Как хотел он в эти дни увидеться с Репиным! Впрочем, как-то сложатся их отношения: Репин женат теперь, как и Антокольский, который тоже — какой уж там аристократ и какое образование, потомок народа, некогда великого, давшего миру Библию, Евангелие, патриархов, пророков, самого Христа, наконец, а теперь — бесправного, унижаемого, гонимого. За что? А ведь тот же Антокольский любит Россию, понимает ее тонко, очень тонко. Не зря Тургенев целый день просидел перед его «Грозным». Удалось ли кому-нибудь когда-нибудь так изобразить этого страшного царя? А теперь он начал Христа. Каким-то он получится? И когда же он, Поленов, начнет своего Христа? И каким будет его Христос?

Работать. Надо работать. Надо одолеть свою боль от потери Маруси. Надо работать. Он повторял это по сто раз на дню.

И не работал…

Почему? Он в который уже раз пытается объяснить это итальянским климатом, обстановкой, которая окружает его в Риме, даже пытается найти причину своей бездеятельности в самой истории Рима. Это, конечно, нелепо, но это не лишено интереса. Единственный человек, которому решается он излить душу, — Чижов. Родные едва ли поймут его.

«Италия производит на меня совершенно другое впечатление, как на Вас и вообще на всех, которые ее знали прежде… Она теперь превратилась в большую проезжую дорогу, очень любопытную по своему прошедшему, по которой ездят все больше праздные богачи, туристы… Вы были в Италии, когда на ней лежал поэтический (со стороны) оттенок иноземного ига, особенно на Венеции (этот оттенок составляет и теперь симпатичность Польши для Европы и нравственную силу ее). Оттого и Италия тогда была так симпатична передовым людям, теперь она имеет веяние либерти, а ее интересы из крупных, человеческих, стали самыми буржуазными…

Рим… это есть город обломков, и притом каких обломков, гнусного Древнего Рима с памятью обо всех его омерзительных отвратительностях, с воспоминанием о зверском императорстве, животном рабстве, бесчеловечной черни. Средние века и начало новой истории дают в Риме папство с его роскошью, развратом, инквизициею, иезуитами…

Рим в своей истории представляет собой ряд бесчеловечностей, и если появляются великие и светлые личности в истории Италии — Алигиери, Буонарроти, Фальери, Вечелли, Кальяри, Колумб, Манин, Маццини и т. д., то это все с севера, из Республик…»

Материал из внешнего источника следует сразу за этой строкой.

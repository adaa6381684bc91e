//! CLI argument parsing with clap.

use clap::{Parser, Subcommand};
use std::path::PathBuf;

use crate::config::DEFAULT_CONFIG_PATH;

#[derive(Parser)]
#[command(name = "hostward")]
#[command(author, version, about = "Declarative firewall and compose provisioning over SSH")]
#[command(propagate_version = true)]
pub struct Cli {
    #[command(subcommand)]
    pub command: Commands,

    /// Manifest path
    #[arg(short, long, default_value = DEFAULT_CONFIG_PATH, global = true)]
    pub config: PathBuf,

    /// State file path (overrides `state_file` from the manifest)
    #[arg(short, long, global = true)]
    pub state: Option<PathBuf>,

    /// Quiet mode (warnings and errors only)
    #[arg(short, long, global = true, conflicts_with = "verbose")]
    pub quiet: bool,

    /// Verbose mode (debug output, including generated scripts)
    #[arg(short, long, global = true)]
    pub verbose: bool,
}

#[derive(Subcommand)]
pub enum Commands {
    /// Show what apply would do
    Plan,

    /// Converge the host to the manifest
    Apply {
        /// Print the scripts instead of running them
        #[arg(long)]
        dry_run: bool,
    },

    /// Run every recorded delete script, newest first
    Destroy {
        /// Do not ask for confirmation
        #[arg(long)]
        yes: bool,
    },

    /// Load the manifest and build every resource without contacting the host
    Validate,

    /// Print the generated script of one resource
    Render {
        /// Resource name, e.g. chain/filter/DOCKER-USER/ipv4
        resource: String,
    },

    /// Print a commented default manifest
    Init,

    /// Show version
    Version,
}
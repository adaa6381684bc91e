//! Render command implementation.

use anyhow::Result;
use std::path::Path;

use crate::error::ProvisionError;
use crate::plan::Plan;
use crate::remote::Resource;

/// Create, update and delete steps of one resource.
pub fn render_resource(resource: &Resource) -> String {
    let mut out = format!("# {} create\n{}\n", resource.name, resource.create.describe());
    if let Some(update) = &resource.update {
        out.push_str(&format!("\n# {} update\n{}\n", resource.name, update.describe()));
    }
    if let Some(delete) = &resource.delete {
        out.push_str(&format!("\n# {} delete\n{}\n", resource.name, delete));
    }
    if !resource.depends_on.is_empty() {
        out.push_str(&format!("\n# depends on: {}\n", resource.depends_on.join(", ")));
    }
    out
}

/// Run the render command
pub async fn run(config_path: &Path, name: &str) -> Result<()> {
    let config = super::load_config(config_path)?;
    let plan = Plan::build(&config)?;

    let resource = plan.get(name).ok_or_else(|| {
        let known: Vec<&str> = plan.resources().iter().map(|r| r.name.as_str()).collect();
        ProvisionError::Config(format!(
            "Unknown resource '{}'. Known resources: {}",
            name,
            known.join(", ")
        ))
    })?;

    print!("{}", render_resource(resource));
    Ok(())
}

#[cfg(test)]
mod tests {
    use super::*;

    #[test]
    fn test_render_resource_sections() {
        let resource = Resource::script("rule/input-allow/ipv4", "iptables -I INPUT 1 -j X")
            .with_delete("iptables -D INPUT -j X")
            .depends_on(["firewall/precreate"]);
        let text = render_resource(&resource);
        assert_eq!(
            text,
            "# rule/input-allow/ipv4 create\niptables -I INPUT 1 -j X\n\
             \n# rule/input-allow/ipv4 delete\niptables -D INPUT -j X\n\
             \n# depends on: firewall/precreate\n"
        );
    }

    #[test]
    fn test_render_create_only() {
        let resource = Resource::script("firewall/save", "netfilter-persistent save");
        assert_eq!(
            render_resource(&resource),
            "# firewall/save create\nnetfilter-persistent save\n"
        );
    }
}
//! Error types for hostward.
//!
//! Validation errors are raised while the resource graph is being built, before any
//! remote command is issued. Remote errors carry the failing script and captured output.

use thiserror::Error;

#[derive(Error, Debug)]
pub enum ProvisionError {
    #[error("Configuration error: {0}")]
    Config(String),

    #[error("Invalid rule: {0}")]
    InvalidRule(String),

    #[error("Port match on {flag} requires a protocol match (rule: {rule})")]
    PortWithoutProtocol { flag: String, rule: String },

    #[error("Conntrack rewrite conflict: {flag} appears more than once in conntrack module args: {args}")]
    ConntrackConflict { flag: String, args: String },

    #[error("Invalid ipset {set}: {reason}")]
    InvalidSet { set: String, reason: String },

    #[error("Invalid service {service}: {reason}")]
    InvalidService { service: String, reason: String },

    #[error("{kind} id {id} exceeds the user namespace range {start}:{length}")]
    NamespaceRange {
        kind: &'static str,
        id: u32,
        start: u32,
        length: u32,
    },

    #[error("Duplicate resource id: {0}")]
    DuplicateId(String),

    #[error("Cannot register {id} into category {category}: the category was already claimed by {claimed_by}")]
    LateCategoryRegistration {
        category: String,
        id: String,
        claimed_by: String,
    },

    #[error("Dependency category {0} has no registered resources")]
    UnknownCategory(String),

    #[error("Network {network}: {reason}")]
    NetworkClaim { network: String, reason: String },

    #[error("Resource {resource} depends on unknown resource {dependency}")]
    UnknownDependency { resource: String, dependency: String },

    #[error("Dependency cycle detected involving {0}")]
    DependencyCycle(String),

    #[error("Remote command for {resource} failed (exit code {code:?})\ncommand: {command}\nstdout: {stdout}\nstderr: {stderr}")]
    RemoteExecution {
        resource: String,
        command: String,
        code: Option<i32>,
        stdout: String,
        stderr: String,
    },

    #[error("Transfer of {local} to {remote} failed: {reason}")]
    Transfer {
        local: String,
        remote: String,
        reason: String,
    },
}

impl ProvisionError {
    pub fn invalid_rule(reason: impl Into<String>) -> Self {
        Self::InvalidRule(reason.into())
    }

    pub fn invalid_set(set: impl Into<String>, reason: impl Into<String>) -> Self {
        Self::InvalidSet {
            set: set.into(),
            reason: reason.into(),
        }
    }

    pub fn invalid_service(service: impl Into<String>, reason: impl Into<String>) -> Self {
        Self::InvalidService {
            service: service.into(),
            reason: reason.into(),
        }
    }

    pub fn network_claim(network: impl Into<String>, reason: impl Into<String>) -> Self {
        Self::NetworkClaim {
            network: network.into(),
            reason: reason.into(),
        }
    }

    /// True for errors raised before anything touched the remote host.
    pub fn is_validation(&self) -> bool {
        !matches!(self, Self::RemoteExecution { .. } | Self::Transfer { .. })
    }
}

#[cfg(test)]
mod tests {
    use super::*;

    #[test]
    fn test_remote_execution_message_includes_command_and_stderr() {
        let err = ProvisionError::RemoteExecution {
            resource: "web-docker-up".to_string(),
            command: "docker compose up".to_string(),
            code: Some(33),
            stdout: "container logs".to_string(),
            stderr: "unhealthy".to_string(),
        };
        let msg = err.to_string();
        assert!(msg.contains("web-docker-up"));
        assert!(msg.contains("docker compose up"));
        assert!(msg.contains("Some(33)"));
        assert!(msg.contains("unhealthy"));
        assert!(!err.is_validation());
    }

    #[test]
    fn test_validation_classification() {
        assert!(ProvisionError::invalid_rule("bad").is_validation());
        assert!(ProvisionError::DuplicateId("x".into()).is_validation());
        let transfer = ProvisionError::Transfer {
            local: "a".into(),
            remote: "b".into(),
            reason: "c".into(),
        };
        assert!(!transfer.is_validation());
    }
}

Вот какие мысли, оказывается, в голове у Поленова, которого, видимо, неспроста в одном из писем Елизавета Григорьевна Мамонтова назвала «бунтарем». Где и когда он научился различать правду истории, видеть ее из-за пелены художественных восторгов перед творениями Буонарроти, Рафаэля, Веронезе? А какие слова, исполненные ненависти к «императорству» и уважения к республиканскому правлению, которое одно только и может рождать таланты. И — симпатия к современной ему Польше, которая десять лет назад восстала и была раздавлена — в те самые благодатные шестидесятые годы — войсками России, России Александра II, которая только что начала эру реформ, России с мечтами о лучшем будущем…

Как все-таки все неоднозначно и как непросто в этом мире, как все полно противоречий.